The ability to exert cognitive control is a major function of the prefrontal cortex, the efficiency of which depends on the phasic release of norepinephrine (NE) at particular time points. However, different aspects of information are simultaneously processed at any given moment. This raises the question of whether the norepinephrine system is also capable of specifically modulating selected aspects of all ongoing information processing, especially when several of those processes are carried out by the same functional neuroanatomical structure at the same time.

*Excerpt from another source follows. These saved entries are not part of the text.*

//! FRED (Federal Reserve Economic Data) macro series provider

use crate::models::series::{Observation, PriceSeries};
use crate::services::macro_data::MacroDataProvider;
use crate::services::{http_client, ProviderError};
use async_trait::async_trait;
use chrono::NaiveDate;
use serde::Deserialize;
use url::Url;

/// FRED marks missing observations with a lone dot.
const MISSING_VALUE: &str = ".";

#[derive(Debug, Deserialize)]
struct ObservationsResponse {
    #[serde(default)]
    observations: Vec<RawObservation>,
}

#[derive(Debug, Deserialize)]
struct RawObservation {
    date: String,
    value: String,
}

#[derive(Debug, Clone)]
pub struct FredProvider {
    client: reqwest::Client,
    base_url: String,
    api_key: String,
}

impl FredProvider {
    pub fn new(
        base_url: impl Into<String>,
        api_key: impl Into<String>,
    ) -> Result<Self, ProviderError> {
        Ok(Self::with_client(base_url, api_key, http_client()?))
    }

    pub fn with_client(
        base_url: impl Into<String>,
        api_key: impl Into<String>,
        client: reqwest::Client,
    ) -> Self {
        Self {
            client,
            base_url: base_url.into(),
            api_key: api_key.into(),
        }
    }

    /// Provider gated on the credential: `None` when no key is configured.
    pub fn from_key(
        base_url: impl Into<String>,
        api_key: Option<String>,
    ) -> Result<Option<Self>, ProviderError> {
        api_key.map(|key| Self::new(base_url, key)).transpose()
    }

    fn observations_url(
        &self,
        code: &str,
        start: NaiveDate,
        end: NaiveDate,
    ) -> Result<Url, ProviderError> {
        let mut url = Url::parse(&self.base_url)?.join("fred/series/observations")?;
        url.query_pairs_mut()
            .append_pair("series_id", code)
            .append_pair("api_key", &self.api_key)
            .append_pair("file_type", "json")
            .append_pair("observation_start", &start.format("%Y-%m-%d").to_string())
            .append_pair("observation_end", &end.format("%Y-%m-%d").to_string());
        Ok(url)
    }
}

fn parse_observation(raw: &RawObservation) -> Option<Observation> {
    if raw.value == MISSING_VALUE {
        return None;
    }
    let date = NaiveDate::parse_from_str(&raw.date, "%Y-%m-%d").ok()?;
    let value = raw.value.parse::<f64>().ok()?;
    Some(Observation::new(date, value))
}

#[async_trait]
impl MacroDataProvider for FredProvider {
    async fn fetch_series(
        &self,
        code: &str,
        start: NaiveDate,
        end: NaiveDate,
    ) -> Result<PriceSeries, ProviderError> {
        let url = self.observations_url(code, start, end)?;
        let response = self.client.get(url).send().await?;
        if !response.status().is_success() {
            return Err(ProviderError::Status {
                status: response.status().as_u16(),
                what: code.to_string(),
            });
        }

        let body: ObservationsResponse = response.json().await?;
        let observations = body.observations.iter().filter_map(parse_observation).collect();
        Ok(PriceSeries::new(observations))
    }
}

We examine this question in humans using a flanker paradigm by integrating neurophysiological (EEG) and pupil diameter data using novel signal processing techniques including Residue Iteration Decomposition (RIDE) and source localization. We show that during conflict monitoring, motor response-related processes are more strongly modulated by the NE system than stimulus-related processes or central decision processes between stimulus and response. This was the case even though these processes occurred at the same time point and were mediated by overlapping medial frontal cortical structures. The results indicate that the NE system exerts specific modulatory effects for different informational contents that are simultaneously processed in the medial frontal cortex.